Prescription drug prices are cited as one of the three top reasons for Medicaid expenditure growth, and prescription drug costs have increased by an average of 15.4% per year between 1994 and 2004. Meanwhile, spending for direct-to-consumer drug advertising has increased more than 330% in the last 10 years, the authors write.
Bristol-Myers Squibb (BMY) and Sanofi-Aventis's (SNY) Plavix has annual sales of $9.5 billion last year. The researchers chose Plavix because there was no consumer advertising for the drug from 1999 to 2000. Then, from 2001 to 2005, U.S. spending on consumer advertising for Plavix exceeded $350 million, an average of $70 million per year.

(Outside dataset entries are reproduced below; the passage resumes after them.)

//! Saga state, lifecycle and orchestration.
//!
//! A saga type implements [`Saga`]: it says how it is created from a start
//! event, how later domain events change it, and which messages it can
//! build ([`SagaDefinition`]). The [`Orchestrator`] drives one
//! [`SagaInstance`] through workflow callbacks and domain events.
//!
//! ```text
//!   PaymentCreated ──► Created ──start workflow──► Associated ──► Running
//!                                                                   │
//!        CommandIssued / EventRaised / QueryRequested ◄─────────────┤
//!        CreditCardDetailsUpdated                    ◄─────────────┤
//!                                                                   ▼
//!   PaymentReceived ──────────────────────────────────────────► Terminal
//! ```

mod callback;
mod definition;
mod instance;
mod orchestration;

pub use callback::{Callback, WorkflowCallback};
pub use definition::SagaDefinition;
pub use instance::SagaInstance;
pub use orchestration::{Orchestrator, SAGA_ID_METADATA, WORKFLOW_INSTANCE_METADATA};

use std::fmt;

use serde::{Deserialize, Serialize};

use crate::error::SagaError;
use crate::workflow::Variables;

/// Association property naming the workflow instance a saga is attached to.
pub const WORKFLOW_INSTANCE_PROPERTY: &str = "workflowInstanceId";

/// A key routing inbound messages to a saga instance.
#[derive(Debug, Clone, PartialEq, Eq, Hash, Serialize, Deserialize)]
pub struct Association {
    pub property: String,
    pub value: String,
}

impl Association {
    pub fn new(property: impl Into<String>, value: impl Into<String>) -> Self {
        Self {
            property: property.into(),
            value: value.into(),
        }
    }

    /// Association by workflow instance id.
    pub fn workflow_instance(instance_id: impl Into<String>) -> Self {
        Self::new(WORKFLOW_INSTANCE_PROPERTY, instance_id)
    }
}

impl fmt::Display for Association {
    fn fmt(&self, f: &mut fmt::Formatter<'_>) -> fmt::Result {
        write!(f, "{}={}", self.property, self.value)
    }
}

/// Lifecycle position of a saga instance.
#[derive(Debug, Clone, Copy, PartialEq, Eq, Serialize, Deserialize)]
pub enum SagaStatus {
    /// State exists, no workflow instance yet.
    Created,
    /// Attached to its workflow instance.
    Associated,
    /// Accepting callbacks and domain events.
    Running,
    /// Ended; accepts nothing further.
    Terminal,
}

/// What a domain event does to the saga it reaches.
#[derive(Debug, Clone, Copy, PartialEq, Eq)]
pub enum Lifecycle {
    /// Creates a saga when none is associated with the event's key.
    Start,
    Continue,
    /// Ends the saga after it has been applied.
    End,
}

/// Saga state exposed to the workflow engine.
pub trait SagaState: Send + 'static {
    /// Snapshot of the state as named workflow variables.
    fn variables(&self) -> Variables;
}

/// An inbound domain event.
pub trait DomainEvent: fmt::Debug + Send + 'static {
    /// Stable event type name, for logging and errors.
    fn event_type(&self) -> &'static str;

    /// The key this event is routed by.
    fn association(&self) -> Association;

    fn lifecycle(&self) -> Lifecycle;
}

/// A saga type.
pub trait Saga: SagaState + Sized {
    /// Domain events this saga reacts to.
    type Event: DomainEvent;

    /// Shared, read-only settings consulted when a saga is created.
    type Settings: Send + Sync + 'static;

    /// Message factories and response handlers for this saga.
    fn definition() -> SagaDefinition<Self>;

    /// Create state from a start event.
    ///
    /// Fails with [`SagaError::NotAStartEvent`] for any other event.
    fn start(event: &Self::Event, settings: &Self::Settings) -> Result<Self, SagaError>;

    /// Apply a continue or end event.
    fn on(&mut self, event: &Self::Event);
}
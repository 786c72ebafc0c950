//! HTTP response helpers
//!
//! Small writers for the error and redirect responses shared by the request
//! handler and the file server.

use hyper::header::{HeaderValue, ALLOW, CONTENT_TYPE, LOCATION, X_CONTENT_TYPE_OPTIONS};
use hyper::StatusCode;

use super::writer::ResponseWriter;
use crate::logger;

pub const TEXT_PLAIN: &str = "text/plain; charset=utf-8";

/// Reply with a plain-text error message and the given status
pub fn error<W: ResponseWriter + ?Sized>(w: &mut W, status: StatusCode, message: &str) {
    let headers = w.headers_mut();
    headers.insert(CONTENT_TYPE, HeaderValue::from_static(TEXT_PLAIN));
    headers.insert(X_CONTENT_TYPE_OPTIONS, HeaderValue::from_static("nosniff"));
    w.write_header(status);
    w.write(message.as_bytes());
    w.write(b"\n");
}

/// 405 for anything but GET
pub fn method_not_allowed<W: ResponseWriter + ?Sized>(w: &mut W) {
    w.headers_mut().insert(ALLOW, HeaderValue::from_static("GET"));
    error(w, StatusCode::METHOD_NOT_ALLOWED, "Method Not Allowed");
}

pub fn not_found<W: ResponseWriter + ?Sized>(w: &mut W) {
    error(w, StatusCode::NOT_FOUND, "404 page not found");
}

pub fn forbidden<W: ResponseWriter + ?Sized>(w: &mut W) {
    error(w, StatusCode::FORBIDDEN, "403 Forbidden");
}

pub fn internal_error<W: ResponseWriter + ?Sized>(w: &mut W) {
    error(w, StatusCode::INTERNAL_SERVER_ERROR, "500 Internal Server Error");
}

/// Redirect to `location`, which is sent as-is (relative locations allowed)
pub fn redirect<W: ResponseWriter + ?Sized>(w: &mut W, location: &str, status: StatusCode) {
    match HeaderValue::from_str(location) {
        Ok(value) => {
            w.headers_mut().insert(LOCATION, value);
            w.write_header(status);
        }
        Err(e) => {
            logger::log_error(&format!("Invalid redirect location '{location}': {e}"));
            internal_error(w);
        }
    }
}
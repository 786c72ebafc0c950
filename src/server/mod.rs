// Server module entry point
// Listener setup, per-connection serving, signals and the lifecycle controller

pub mod connection;
pub mod lifecycle;
pub mod listener;
pub mod signal;

// Re-export commonly used types
pub use lifecycle::{Server, ServerState};
pub use listener::create_listener;
pub use signal::ShutdownSignal;
//! HTTP protocol layer module
//!
//! Response writing, status capture, and the protocol pieces the file server
//! is built from (MIME types, ranges, cache validators).

pub mod cache;
pub mod mime;
pub mod range;
pub mod recorder;
pub mod response;
pub mod writer;

// Re-export commonly used types
pub use range::{parse_range_header, ByteRange, RangeParseResult};
pub use recorder::StatusRecorder;
pub use writer::{BufferedResponse, ResponseWriter};
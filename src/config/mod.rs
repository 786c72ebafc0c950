// Configuration module entry point
// Layers built-in defaults, an optional TOML file, environment and CLI flags

mod types;

use std::net::{IpAddr, SocketAddr};
use std::path::PathBuf;
use std::time::Duration;

use crate::cli::Cli;
use crate::error::{Result, ServerError};

pub use types::{
    Config, FilesConfig, LoggingConfig, PerformanceConfig, ServerConfig, ShutdownConfig,
};

const ENV_PREFIX: &str = "SERVE_DIR";

impl Config {
    /// Load configuration, highest precedence last:
    /// defaults, config file, `SERVE_DIR_*` environment, command-line flags
    pub fn load(cli: &Cli) -> Result<Self> {
        let settings = config::Config::builder()
            .set_default("server.addr", "0.0.0.0")?
            .set_default("server.port", 8080)?
            .set_default("server.dir", ".")?
            .set_default("shutdown.timeout_secs", 30)?
            .set_default("performance.keep_alive", true)?
            .set_default("performance.header_read_timeout_secs", 30)?
            .set_default("logging.access_log", true)?
            .set_default("logging.access_log_format", "plain")?
            .add_source(config::File::with_name(&cli.config).required(false))
            .add_source(
                config::Environment::with_prefix(ENV_PREFIX)
                    .prefix_separator("_")
                    .separator("__"),
            )
            .set_override_option("server.addr", cli.addr.clone())?
            .set_override_option("server.port", cli.port.map(i64::from))?
            .set_override_option("server.dir", cli.dir.clone())?
            .set_override_option("server.workers", cli.workers.map(|w| w.to_string()))?
            .set_override_option(
                "shutdown.timeout_secs",
                cli.shutdown_timeout.map(|s| s.to_string()),
            )?
            .set_override_option("logging.access_log", cli.no_access_log.then_some(false))?
            .set_override_option("files.directory_listing", cli.no_listing.then_some(false))?
            .build()?;

        Ok(settings.try_deserialize()?)
    }

    pub fn socket_addr(&self) -> Result<SocketAddr> {
        let ip: IpAddr = self
            .server
            .addr
            .parse()
            .map_err(|source| ServerError::InvalidAddress {
                addr: self.server.addr.clone(),
                source,
            })?;
        Ok(SocketAddr::new(ip, self.server.port))
    }

    /// Resolve the served directory to an absolute path and check it exists
    pub fn resolve_root(&self) -> Result<PathBuf> {
        let invalid = |path: PathBuf, reason: String| ServerError::InvalidDirectory { path, reason };

        let path = std::path::absolute(&self.server.dir)
            .map_err(|e| invalid(PathBuf::from(&self.server.dir), e.to_string()))?;

        match std::fs::metadata(&path) {
            Ok(meta) if meta.is_dir() => Ok(path),
            Ok(_) => Err(invalid(path, "not a directory".to_string())),
            Err(e) if e.kind() == std::io::ErrorKind::NotFound => {
                Err(invalid(path, "does not exist".to_string()))
            }
            Err(e) => Err(invalid(path, e.to_string())),
        }
    }

    pub const fn shutdown_timeout(&self) -> Duration {
        Duration::from_secs(self.shutdown.timeout_secs)
    }

    pub const fn header_read_timeout(&self) -> Option<Duration> {
        match self.performance.header_read_timeout_secs {
            0 => None,
            secs => Some(Duration::from_secs(secs)),
        }
    }
}
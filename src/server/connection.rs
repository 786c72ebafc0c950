// Connection handling module
// Serves one accepted TCP connection under the graceful shutdown watcher

use std::net::SocketAddr;
use std::sync::Arc;
use std::time::Duration;

use hyper::server::conn::http1;
use hyper::service::service_fn;
use hyper_util::rt::{TokioIo, TokioTimer};
use hyper_util::server::graceful::GracefulShutdown;
use tokio::net::TcpStream;

use crate::config::Config;
use crate::handler::RequestHandler;
use crate::logger;

/// HTTP/1 settings applied to every connection
#[derive(Debug, Clone, Copy)]
pub struct ConnectionSettings {
    pub keep_alive: bool,
    pub header_read_timeout: Option<Duration>,
}

impl ConnectionSettings {
    pub const fn from_config(config: &Config) -> Self {
        Self {
            keep_alive: config.performance.keep_alive,
            header_read_timeout: config.header_read_timeout(),
        }
    }
}

/// Serve a single connection in a spawned task.
///
/// The connection is registered with `graceful`, so once shutdown starts it
/// finishes its in-flight request and then closes instead of waiting for the
/// next keep-alive request.
pub fn serve_connection(
    stream: TcpStream,
    peer_addr: SocketAddr,
    handler: &Arc<RequestHandler>,
    settings: ConnectionSettings,
    graceful: &GracefulShutdown,
) {
    let io = TokioIo::new(stream);
    let handler = Arc::clone(handler);

    let mut builder = http1::Builder::new();
    builder
        .keep_alive(settings.keep_alive)
        .timer(TokioTimer::new())
        .header_read_timeout(settings.header_read_timeout);

    let conn = builder.serve_connection(
        io,
        service_fn(move |req| {
            let handler = Arc::clone(&handler);
            async move { handler.handle(req, Some(peer_addr)).await }
        }),
    );
    let conn = graceful.watch(conn);

    tokio::spawn(async move {
        if let Err(err) = conn.await {
            logger::log_connection_error(&err);
        }
    });
}
// Server lifecycle module
// Initializing -> Listening -> ShuttingDown -> Stopped

use std::future::Future;
use std::net::SocketAddr;
use std::sync::Arc;
use std::time::Duration;

use hyper_util::server::graceful::GracefulShutdown;
use tokio::net::TcpListener;
use tokio::sync::{watch, Notify};

use super::connection::{serve_connection, ConnectionSettings};
use super::listener::create_listener;
use crate::config::Config;
use crate::error::{Result, ServerError};
use crate::handler::{FileServer, RequestHandler};
use crate::logger;

/// Back-off after a failed `accept`, e.g. when out of file descriptors
const ACCEPT_ERROR_DELAY: Duration = Duration::from_millis(100);

#[derive(Debug, Clone, Copy, PartialEq, Eq)]
pub enum ServerState {
    Initializing,
    Listening,
    ShuttingDown,
    Stopped,
}

/// A bound server that has not started accepting yet
pub struct Server {
    listener: TcpListener,
    local_addr: SocketAddr,
    handler: Arc<RequestHandler>,
    settings: ConnectionSettings,
    shutdown_timeout: Duration,
    state: watch::Sender<ServerState>,
}

impl Server {
    /// Resolve the served directory and bind the listening socket
    ///
    /// Must be called from within a Tokio runtime.
    pub fn bind(config: &Config) -> Result<Self> {
        let root = config.resolve_root()?;
        let files = FileServer::new(&root, config.files.clone()).map_err(|e| {
            ServerError::InvalidDirectory {
                path: root.clone(),
                reason: e.to_string(),
            }
        })?;

        let addr = config.socket_addr()?;
        let listener = create_listener(addr).map_err(|source| ServerError::Bind { addr, source })?;
        let local_addr = listener.local_addr()?;

        let (state, _) = watch::channel(ServerState::Initializing);

        Ok(Self {
            listener,
            local_addr,
            handler: Arc::new(RequestHandler::new(files, config.logging.clone())),
            settings: ConnectionSettings::from_config(config),
            shutdown_timeout: config.shutdown_timeout(),
            state,
        })
    }

    /// Address actually bound, which differs from the configured one for port 0
    pub const fn local_addr(&self) -> SocketAddr {
        self.local_addr
    }

    /// Observe lifecycle transitions
    pub fn state(&self) -> watch::Receiver<ServerState> {
        self.state.subscribe()
    }

    /// Serve until `shutdown` resolves, then drain in-flight connections
    ///
    /// New connections stop being accepted as soon as `shutdown` resolves.
    /// Returns `ServerError::ShutdownTimeout` if the remaining connections do
    /// not finish within the configured shutdown timeout.
    pub async fn run_until<F>(self, shutdown: F) -> Result<()>
    where
        F: Future<Output = ()>,
    {
        logger::log_server_start(&self.local_addr, self.handler.root());

        let stop = Arc::new(Notify::new());
        let accept_task = tokio::spawn(accept_loop(
            self.listener,
            Arc::clone(&self.handler),
            self.settings,
            Arc::clone(&stop),
        ));
        self.state.send_replace(ServerState::Listening);

        shutdown.await;

        logger::log_shutting_down();
        self.state.send_replace(ServerState::ShuttingDown);

        stop.notify_one();
        let graceful = accept_task.await.map_err(std::io::Error::other)?;

        if tokio::time::timeout(self.shutdown_timeout, graceful.shutdown())
            .await
            .is_err()
        {
            return Err(ServerError::ShutdownTimeout(self.shutdown_timeout));
        }

        self.state.send_replace(ServerState::Stopped);
        logger::log_server_stopped();
        Ok(())
    }
}

/// Accept connections until `stop` is notified; the listener is closed on
/// return and the watcher for all accepted connections handed back
async fn accept_loop(
    listener: TcpListener,
    handler: Arc<RequestHandler>,
    settings: ConnectionSettings,
    stop: Arc<Notify>,
) -> GracefulShutdown {
    let graceful = GracefulShutdown::new();

    loop {
        tokio::select! {
            accept_result = listener.accept() => {
                match accept_result {
                    Ok((stream, peer_addr)) => {
                        serve_connection(stream, peer_addr, &handler, settings, &graceful);
                    }
                    Err(e) => {
                        logger::log_error(&format!("Failed to accept connection: {e}"));
                        tokio::time::sleep(ACCEPT_ERROR_DELAY).await;
                    }
                }
            }

            () = stop.notified() => break,
        }
    }

    drop(listener);
    graceful
}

The researchers examined data from Medicaid programs in 27 states. Despite all of that advertising, the use of Plavix by patients in those states' programs did not change. More precisely, since Plavix sales were growing, the ad campaign did not accelerate that growth. However, the price of a Plavix pill increased by 40 cents, or 12%, after the ad campaign began. "Overall, this change resulted in an additional $207 million in total pharmacy expenditures," the authors wrote. Add in the additional revenues from the rest of the states' Medicaid programs, and the cost to taxpayers would be much higher. (Perhaps sufficient to cover the cost of the ad campaign?) This latest research builds on results of an older study which also showed drug advertising to consumers had only minimal impact on sales.
Those who are in favor of direct-to-consumer advertising of brand-name drugs argue that advertising makes patients more knowledgeable, allowing them to ask for treatments from their doctors. The opponents of this practice claim that more often, such advertising misleads consumers about the benefits and risks of many drugs. Neither side ever questioned whether ads would increase medication use or not.
Most countries in the world do not allow advertising of prescription medications directly to patients. Meanwhile, Americans spend most than other nations on health-care -- 16% of U.S. GDP in 2007. It seems that both sides in the direct-to-consumer advertising debate are wrong in their estimates of the effect of drug advertising on use. But the research does support what both sides agree on -- that consumer advertising costs contribute to that higher American health-care bill, as the Los Angeles Times wrote.
Not everybody fully agrees with the study's methodology and findings; some suggest, as the authors of the study themselves do, that there need to be more studies done on the matter.